In 2005, prison officials went to extreme lengths to deny a woman prisoner access to abortion care. In early October the ACLU stepped in, asking a court to require prison officials to transport the prisoner for an abortion. After losing in lower courts, the state appealed the case to the U.S. Supreme Court. At the ACLU’s urging, the Supreme Court refused to block the lower court’s decision requiring the state to transport the woman to a nearby health care facility for an abortion.
Following this decision, the U.S. District Court for the Western District of Missouri granted the ACLU’s request to make the case a class-action lawsuit on behalf of all incarcerated pregnant women seeking access to abortion care.

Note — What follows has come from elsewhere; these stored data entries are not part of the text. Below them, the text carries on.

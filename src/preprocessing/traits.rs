//! Core traits for preprocessing transformers.
//!
//! This module defines the two central traits:
//! - [`Transformer`]: Used during fitting; has hyperparameters and can learn from data.
//! - [`FittedTransformer`]: After fitting; ready for inference.
//!
//! Only fitted values expose `transform`, so transforming with an unfitted
//! transformer does not compile.

use crate::preprocessing::error::PreprocessingError;

/// Trait for unfitted transformers with hyperparameters.
///
/// A transformer learns parameters from training data and can then transform
/// new data using those learned parameters. This trait represents the
/// configurable, unfitted state.
///
/// # Example
/// ```ignore
/// use rental_ml::preprocessing::{Transformer, FittedTransformer, StandardScaler};
///
/// let scaler = StandardScaler::new();
/// let fitted = scaler.fit(&data)?;
/// let transformed = fitted.transform(&new_data)?;
/// ```
pub trait Transformer: Clone {
    /// Input data type for transformation.
    type Input;
    /// Output data type after transformation.
    type Output;
    /// The fitted transformer type ready for inference.
    type Fitted: FittedTransformer<Input = Self::Input, Output = Self::Output>;

    /// Fit the transformer to the training data.
    ///
    /// # Errors
    /// Returns [`PreprocessingError`] if:
    /// - Data is empty
    /// - Data contains invalid values (NaN, Inf)
    fn fit(&self, data: &Self::Input) -> Result<Self::Fitted, PreprocessingError>;

    /// Fit the transformer and transform the data in one step.
    fn fit_transform(&self, data: &Self::Input) -> Result<Self::Output, PreprocessingError> {
        let fitted = self.fit(data)?;
        fitted.transform(data)
    }
}

/// Trait for fitted transformers ready for inference.
///
/// Fitted state is frozen: `transform` never mutates it, and refitting
/// produces a new value instead of updating this one.
pub trait FittedTransformer: Clone {
    /// Input data type for transformation.
    type Input;
    /// Output data type after transformation.
    type Output;

    /// Transform data using learned parameters.
    ///
    /// # Errors
    /// Returns [`PreprocessingError`] if the input shape doesn't match the
    /// number of features seen during fit.
    fn transform(&self, data: &Self::Input) -> Result<Self::Output, PreprocessingError>;

    /// Returns the number of features seen during fit.
    fn n_features_in(&self) -> usize;

    /// Returns the number of features produced by `transform`.
    fn n_features_out(&self) -> usize;
}
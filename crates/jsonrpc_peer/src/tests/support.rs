use super::*;

use std::{
    pin::Pin,
    task::{Context, Poll},
};

use tokio::io::{AsyncWrite, DuplexStream, Lines, ReadHalf, WriteHalf};

/// The raw side of an in-memory wire with an endpoint on the other end.
/// Frames are read and written as plain JSON lines, so tests observe
/// exactly what goes over the stream.
pub(super) struct Peer {
    reader: Lines<BufReader<ReadHalf<DuplexStream>>>,
    writer: WriteHalf<DuplexStream>,
}

impl Peer {
    /// Next frame the endpoint put on the wire.
    pub(super) async fn recv(&mut self) -> Value {
        let line = time::timeout(Duration::from_secs(2), self.reader.next_line())
            .await
            .expect("peer recv timed out")
            .expect("peer read failed")
            .expect("peer stream closed");
        serde_json::from_str(&line).expect("endpoint emitted invalid JSON")
    }

    /// True when nothing shows up on the wire within `window`.
    pub(super) async fn silent_for(&mut self, window: Duration) -> bool {
        time::timeout(window, self.reader.next_line()).await.is_err()
    }

    pub(super) async fn send(&mut self, frame: Value) {
        self.send_raw(&frame.to_string()).await;
    }

    pub(super) async fn send_raw(&mut self, line: &str) {
        self.writer
            .write_all(line.as_bytes())
            .await
            .expect("peer write failed");
        self.writer.write_all(b"\n").await.expect("peer write failed");
        self.writer.flush().await.expect("peer flush failed");
    }

    /// Closes the peer's write half, which the endpoint observes as EOF.
    pub(super) async fn close(mut self) {
        let _ = self.writer.shutdown().await;
    }
}

/// Endpoint on one side of a duplex pipe, raw [`Peer`] on the other.
pub(super) fn start_endpoint(
    app: Arc<JsonRpcApplication>,
    config: EndpointConfig,
) -> (Arc<JsonRpcEndpoint>, Peer) {
    let (endpoint_io, peer_io) = tokio::io::duplex(64 * 1024);
    let (endpoint_rx, endpoint_tx) = tokio::io::split(endpoint_io);
    let (peer_rx, peer_tx) = tokio::io::split(peer_io);
    let endpoint = JsonRpcEndpoint::start(
        JsonRpcStream::new(endpoint_rx, endpoint_tx),
        app,
        config,
    );
    let peer = Peer {
        reader: BufReader::new(peer_rx).lines(),
        writer: peer_tx,
    };
    (endpoint, peer)
}

/// Two live endpoints wired back-to-back.
pub(super) fn linked_endpoints(
    client_app: Arc<JsonRpcApplication>,
    server_app: Arc<JsonRpcApplication>,
) -> (Arc<JsonRpcEndpoint>, Arc<JsonRpcEndpoint>) {
    let (client_io, server_io) = tokio::io::duplex(64 * 1024);
    let (client_rx, client_tx) = tokio::io::split(client_io);
    let (server_rx, server_tx) = tokio::io::split(server_io);
    let client = JsonRpcEndpoint::start(
        JsonRpcStream::new(client_rx, client_tx),
        client_app,
        EndpointConfig::default(),
    );
    let server = JsonRpcEndpoint::start(
        JsonRpcStream::new(server_rx, server_tx),
        server_app,
        EndpointConfig::default(),
    );
    (client, server)
}

pub(super) fn empty_app() -> Arc<JsonRpcApplication> {
    Arc::new(JsonRpcApplication::new())
}

/// Application answering `echo` requests with their own params.
pub(super) fn echo_app() -> Arc<JsonRpcApplication> {
    let app = Arc::new(JsonRpcApplication::new());
    app.add_request("echo", |request, endpoint, _app| {
        Box::pin(async move {
            let params = request.params.unwrap_or(Value::Null);
            endpoint.send_response(JsonRpcResponse::from_result(request.id, params));
            Ok(())
        })
    })
    .expect("register echo");
    app
}

/// Write half that fails immediately, like a pipe whose reader went away.
pub(super) struct BrokenPipe;

impl AsyncWrite for BrokenPipe {
    fn poll_write(
        self: Pin<&mut Self>,
        _cx: &mut Context<'_>,
        _buf: &[u8],
    ) -> Poll<std::io::Result<usize>> {
        Poll::Ready(Err(std::io::ErrorKind::BrokenPipe.into()))
    }

    fn poll_flush(self: Pin<&mut Self>, _cx: &mut Context<'_>) -> Poll<std::io::Result<()>> {
        Poll::Ready(Ok(()))
    }

    fn poll_shutdown(self: Pin<&mut Self>, _cx: &mut Context<'_>) -> Poll<std::io::Result<()>> {
        Poll::Ready(Ok(()))
    }
}

/// Injector handing out one fixed carrier entry.
pub(super) struct FixedInjector;

impl TraceContextInjector for FixedInjector {
    fn carrier(&self) -> HashMap<String, String> {
        HashMap::from([(
            "traceparent".to_string(),
            "00-4bf92f3577b34da6a3ce929d0e0e4736-00f067aa0ba902b7-01".to_string(),
        )])
    }
}

pub(super) fn traced_config() -> EndpointConfig {
    EndpointConfig {
        request_timeout: Some(Duration::from_secs(2)),
        trace_injector: Some(Arc::new(FixedInjector)),
    }
}

pub(super) fn fixed_carrier() -> Value {
    json!({"traceparent": "00-4bf92f3577b34da6a3ce929d0e0e4736-00f067aa0ba902b7-01"})
}
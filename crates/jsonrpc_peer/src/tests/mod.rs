use super::*;

use std::{
    collections::{HashMap, HashSet},
    sync::{
        atomic::{AtomicUsize, Ordering},
        Arc,
    },
    time::Duration,
};

use serde_json::{json, Value};
use tokio::{
    io::{AsyncBufReadExt, AsyncWriteExt, BufReader},
    time,
};

mod support;
use support::*;
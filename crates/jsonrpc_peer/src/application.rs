use std::{
    collections::HashMap,
    future::Future,
    pin::Pin,
    sync::{Arc, RwLock},
};

use tracing::{debug, error};

use crate::{
    endpoint::JsonRpcEndpoint,
    error::{HandlerError, RegistrationError},
    protocol::{JsonRpcError, JsonRpcRequest, JsonRpcResponse},
};

/// Future returned by a handler invocation.
pub type HandlerFuture = Pin<Box<dyn Future<Output = Result<(), HandlerError>> + Send>>;

type HandlerFn = dyn Fn(JsonRpcRequest, Arc<JsonRpcEndpoint>, Arc<JsonRpcApplication>) -> HandlerFuture
    + Send
    + Sync;

/// Whether a callback answers requests or consumes notifications.
#[derive(Clone, Copy, Debug, PartialEq, Eq)]
pub enum HandlerKind {
    Request,
    Notify,
}

/// A registered handler bundled with its kind and method name.
///
/// Owns the error capture at the invocation boundary: a request handler
/// that fails produces an `InternalError` reply carrying its message, a
/// notification handler that fails is logged and dropped.
#[derive(Clone)]
pub struct JsonRpcCallback {
    method: String,
    kind: HandlerKind,
    func: Arc<HandlerFn>,
}

impl JsonRpcCallback {
    fn new<F>(method: String, kind: HandlerKind, func: F) -> Self
    where
        F: Fn(JsonRpcRequest, Arc<JsonRpcEndpoint>, Arc<JsonRpcApplication>) -> HandlerFuture
            + Send
            + Sync
            + 'static,
    {
        Self {
            method,
            kind,
            func: Arc::new(func),
        }
    }

    pub fn method(&self) -> &str {
        &self.method
    }

    pub fn kind(&self) -> HandlerKind {
        self.kind
    }

    pub(crate) async fn invoke(
        &self,
        request: JsonRpcRequest,
        endpoint: Arc<JsonRpcEndpoint>,
        app: Arc<JsonRpcApplication>,
    ) {
        let id = request.id.clone();
        if let Err(err) = (self.func)(request, endpoint.clone(), app).await {
            match self.kind {
                HandlerKind::Request => {
                    let HandlerError { message, data } = err;
                    let mut error = JsonRpcError::internal(message);
                    error.data = data;
                    endpoint.send_response(JsonRpcResponse::from_error(id, error));
                }
                HandlerKind::Notify => {
                    error!(method = %self.method, %err, "notification handler failed");
                }
            }
        }
    }
}

/// Registry of named callbacks, dispatching decoded inbound traffic.
///
/// Request and notification namespaces are independent; registering a
/// method twice in one namespace replaces the earlier callback.
#[derive(Default)]
pub struct JsonRpcApplication {
    request_handlers: RwLock<HashMap<String, JsonRpcCallback>>,
    notify_handlers: RwLock<HashMap<String, JsonRpcCallback>>,
}

impl JsonRpcApplication {
    pub fn new() -> Self {
        Self::default()
    }

    /// Associates `method` with a handler of the given kind. Last write
    /// wins. Registration is valid before or after the endpoint starts.
    pub fn register<F>(
        &self,
        method: &str,
        kind: HandlerKind,
        func: F,
    ) -> Result<(), RegistrationError>
    where
        F: Fn(JsonRpcRequest, Arc<JsonRpcEndpoint>, Arc<JsonRpcApplication>) -> HandlerFuture
            + Send
            + Sync
            + 'static,
    {
        if method.is_empty() {
            return Err(RegistrationError::EmptyMethod);
        }
        let callback = JsonRpcCallback::new(method.to_string(), kind, func);
        self.handlers(kind)
            .write()
            .expect("handler registry poisoned")
            .insert(method.to_string(), callback);
        debug!(%method, ?kind, "registered callback");
        Ok(())
    }

    /// Convenience registrar for request handlers.
    pub fn add_request<F>(&self, method: &str, func: F) -> Result<(), RegistrationError>
    where
        F: Fn(JsonRpcRequest, Arc<JsonRpcEndpoint>, Arc<JsonRpcApplication>) -> HandlerFuture
            + Send
            + Sync
            + 'static,
    {
        self.register(method, HandlerKind::Request, func)
    }

    /// Convenience registrar for notification handlers.
    pub fn add_notify<F>(&self, method: &str, func: F) -> Result<(), RegistrationError>
    where
        F: Fn(JsonRpcRequest, Arc<JsonRpcEndpoint>, Arc<JsonRpcApplication>) -> HandlerFuture
            + Send
            + Sync
            + 'static,
    {
        self.register(method, HandlerKind::Notify, func)
    }

    /// Routes one decoded inbound frame: requests without a handler are
    /// answered with `MethodNotFound`, notifications without a handler are
    /// logged and dropped.
    pub async fn dispatch(
        self: Arc<Self>,
        request: JsonRpcRequest,
        endpoint: Arc<JsonRpcEndpoint>,
    ) {
        let kind = if request.id.is_some() {
            HandlerKind::Request
        } else {
            HandlerKind::Notify
        };
        match self.lookup(kind, &request.method) {
            Some(callback) => callback.invoke(request, endpoint, self).await,
            None if kind == HandlerKind::Request => {
                let error = JsonRpcError::method_not_found(&request.method);
                endpoint.send_response(JsonRpcResponse::from_error(request.id, error));
            }
            None => {
                let registered: Vec<String> = self
                    .handlers(HandlerKind::Notify)
                    .read()
                    .expect("handler registry poisoned")
                    .keys()
                    .cloned()
                    .collect();
                error!(method = %request.method, ?registered, "notify method not found");
            }
        }
    }

    fn handlers(&self, kind: HandlerKind) -> &RwLock<HashMap<String, JsonRpcCallback>> {
        match kind {
            HandlerKind::Request => &self.request_handlers,
            HandlerKind::Notify => &self.notify_handlers,
        }
    }

    fn lookup(&self, kind: HandlerKind, method: &str) -> Option<JsonRpcCallback> {
        self.handlers(kind)
            .read()
            .expect("handler registry poisoned")
            .get(method)
            .cloned()
    }
}
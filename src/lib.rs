//! Declarative HTML to record mapping
//!
//! Each field of a record carries a tag expression such as
//! `.nav li a->attr(href)`: a CSS selector picking nodes, then an optional
//! function turning them into a value. The engine walks the record, runs
//! every expression against a parsed document and stores the coerced
//! results, recursing into nested records and lists.
//!
//! Functions resolve against the record being filled, then its enclosing
//! records, then the engine's registry of built-in and registered functions.
//!
//! Also provides:
//! - Runtime schemas mapping straight to JSON
//! - FFI interface for C/C++ callers

pub mod builtins;
pub mod coerce;
pub mod config;
pub mod error;
pub mod ffi;
pub mod mapper;
pub mod record;
pub mod registry;
pub mod schema;
pub mod selection;
pub mod tag;
pub mod tokenizer;
pub mod value;

pub use coerce::{CastError, ScalarKind};
pub use config::Config;
pub use error::{Error, FunctionError, Result};
pub use ffi::*;
pub use mapper::Engine;
pub use record::{Field, Record, Target};
pub use registry::{Dispatch, FunctionRegistry, Scope, TransformFunction};
pub use schema::{FieldKind, FieldSchema, Schema};
pub use selection::Selection;
pub use tag::Expression;
pub use value::{IntoOutcome, Outcome, Value};
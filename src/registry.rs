//! Function registry and name resolution
//!
//! A function name in a tag resolves, first match wins, to:
//! 1. a method of the record being populated
//! 2. a method of an enclosing record, nearest first
//! 3. a function registered on the engine (built-in or caller supplied)

use std::fmt;
use std::sync::Arc;

use dashmap::DashMap;

use crate::error::{Error, FunctionError, Result};
use crate::selection::Selection;
use crate::value::{Outcome, Value};

/// Signature shared by built-in and registered functions
pub type TransformFunction = Arc<
    dyn for<'a> Fn(&Selection<'a>, &[String]) -> std::result::Result<Value<'a>, FunctionError>
        + Send
        + Sync,
>;

/// Method table of a record type
///
/// ```ignore
/// impl Dispatch for Page {
///     fn invoke<'a>(&self, name: &str, node: &Selection<'a>, args: &[String]) -> Option<Outcome<'a>> {
///         match name {
///             "GetMod" => Some(self.get_mod(node).into_outcome()),
///             _ => None,
///         }
///     }
/// }
/// ```
pub trait Dispatch {
    /// Run the method called `name`, or `None` when the type has no such method
    fn invoke<'a>(&self, _name: &str, _node: &Selection<'a>, _args: &[String]) -> Option<Outcome<'a>> {
        None
    }
}

/// Chain of record instances active during a mapping pass, innermost first
#[derive(Clone, Copy)]
pub struct Scope<'s> {
    record: &'s dyn Dispatch,
    parent: Option<&'s Scope<'s>>,
}

impl<'s> Scope<'s> {
    pub fn root(record: &'s dyn Dispatch) -> Self {
        Self {
            record,
            parent: None,
        }
    }

    /// Scope for a record nested inside this one
    pub fn child(&'s self, record: &'s dyn Dispatch) -> Scope<'s> {
        Scope {
            record,
            parent: Some(self),
        }
    }

    /// The current record followed by its ancestors, nearest first
    pub fn records(&self) -> impl Iterator<Item = &'s dyn Dispatch> + '_ {
        std::iter::successors(Some(*self), |scope| scope.parent.copied()).map(|scope| scope.record)
    }

    pub fn depth(&self) -> usize {
        self.records().count()
    }
}

/// Name to function map, safe to share and update across threads
#[derive(Clone, Default)]
pub struct FunctionRegistry {
    functions: Arc<DashMap<String, TransformFunction>>,
}

impl fmt::Debug for FunctionRegistry {
    fn fmt(&self, f: &mut fmt::Formatter<'_>) -> fmt::Result {
        let mut names: Vec<String> = self.functions.iter().map(|e| e.key().clone()).collect();
        names.sort();
        f.debug_struct("FunctionRegistry")
            .field("functions", &names)
            .finish()
    }
}

impl FunctionRegistry {
    pub fn new() -> Self {
        Self::default()
    }

    /// Register `function` under `name`, replacing any previous entry
    pub fn register<F>(&self, name: impl Into<String>, function: F)
    where
        F: for<'a> Fn(&Selection<'a>, &[String]) -> std::result::Result<Value<'a>, FunctionError>
            + Send
            + Sync
            + 'static,
    {
        self.functions.insert(name.into(), Arc::new(function));
    }

    pub fn get(&self, name: &str) -> Option<TransformFunction> {
        self.functions.get(name).map(|entry| Arc::clone(entry.value()))
    }

    pub fn contains(&self, name: &str) -> bool {
        self.functions.contains_key(name)
    }

    pub fn remove(&self, name: &str) -> Option<TransformFunction> {
        self.functions.remove(name).map(|(_, f)| f)
    }

    pub fn len(&self) -> usize {
        self.functions.len()
    }

    pub fn is_empty(&self) -> bool {
        self.functions.is_empty()
    }

    /// Resolve `name` against the record scope, then the registry, and call it
    pub fn call<'a>(
        &self,
        name: &str,
        scope: Option<&Scope<'_>>,
        node: &Selection<'a>,
        args: &[String],
    ) -> Result<Value<'a>> {
        let methods = scope.into_iter().flat_map(|scope| scope.records());
        for record in methods {
            if let Some(outcome) = record.invoke(name, node, args) {
                return match outcome {
                    Outcome::Returned(value) => Ok(value),
                    Outcome::Failed(source) => Err(Error::Function {
                        name: name.to_string(),
                        source,
                    }),
                    Outcome::Empty => Err(Error::InvalidFunctionSignature {
                        name: name.to_string(),
                    }),
                };
            }
        }

        // Clone the handle out so the map shard is not held during the call
        let function = self.get(name).ok_or_else(|| Error::FunctionNotFound {
            name: name.to_string(),
        })?;
        function(node, args).map_err(|source| Error::Function {
            name: name.to_string(),
            source,
        })
    }
}
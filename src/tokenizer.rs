//! Function argument tokenizer
//!
//! Splits the text between a function's parentheses into arguments:
//! `attr(href, 'it\'s, quoted', "double")` -> `href`, `it's, quoted`, `double`.

use thiserror::Error;

#[derive(Debug, Clone, PartialEq, Eq, Error)]
#[error("syntax error, {quote} quote not closed")]
pub struct UnclosedQuote {
    pub quote: char,
}

#[derive(Debug, Clone, Copy, PartialEq, Eq)]
enum State {
    /// Nothing consumed for the current argument yet
    Start,
    /// Inside a bare argument
    Bare,
    /// Inside a literal opened by the given quote
    Quoted(char),
    /// A literal was closed; only a comma should follow
    Closed,
    /// A separating comma was just consumed
    Comma,
}

/// Tokenize function arguments
///
/// Commas outside quotes separate arguments, even empty ones (`a,,b` has
/// three). Whitespace around bare arguments is dropped; inside quotes it is
/// kept. A literal opens at the start of an argument or right after another
/// literal, so quotes in the middle of bare text are literal characters.
pub fn tokenize(text: &str) -> Result<Vec<String>, UnclosedQuote> {
    let mut tokens = Vec::new();
    let mut token = String::new();
    let mut state = State::Start;
    let mut chars = text.chars().peekable();

    while let Some(ch) = chars.next() {
        match state {
            State::Quoted(quote) => {
                if ch == quote {
                    tokens.push(std::mem::take(&mut token));
                    state = State::Closed;
                } else if ch == '\\' && chars.peek() == Some(&quote) {
                    token.push(quote);
                    chars.next();
                } else {
                    token.push(ch);
                }
            }
            _ if ch == ',' => {
                // A comma right after another comma closes an empty argument
                if state == State::Bare || state == State::Comma {
                    tokens.push(finish_bare(&mut token));
                }
                state = State::Comma;
            }
            State::Start | State::Comma | State::Closed if ch.is_whitespace() => {}
            State::Start | State::Comma | State::Closed if ch == '\'' || ch == '"' => {
                state = State::Quoted(ch);
            }
            _ => {
                token.push(ch);
                state = State::Bare;
            }
        }
    }

    match state {
        State::Quoted(quote) => Err(UnclosedQuote { quote }),
        State::Bare => {
            tokens.push(finish_bare(&mut token));
            Ok(tokens)
        }
        _ => Ok(tokens),
    }
}

fn finish_bare(token: &mut String) -> String {
    let value = token.trim_end().to_string();
    token.clear();
    value
}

“Missouri’s total ban on abortion for prisoners ran contrary to its own long-standing policy and posed an absolute bar on a woman’s right to abortion care,” said Anthony Rothert, Legal Director of the ACLU of Eastern Missouri. “Moreover, its refusal stood in stark contrast to its policy to provide women prisoners with all other pregnancy-related health care.”
According to today’s decision, women prisoners do not lose their constitutional right to abortion care. And as with all other serious medical needs, including abortion, prison officials must transport prisoners offsite for treatment if necessary.
Today’s case is Roe v. Crawford, et al., No. 05-4333-CV-C-DW. Lawyers on the case include Kasdan, Chakshu Patel, Talcott Camp, and Jennifer Nevins of the ACLU Reproductive Freedom Project, and Thomas M. Blumenthal and James G. Felakos, cooperating counsel for the ACLU of Eastern Missouri.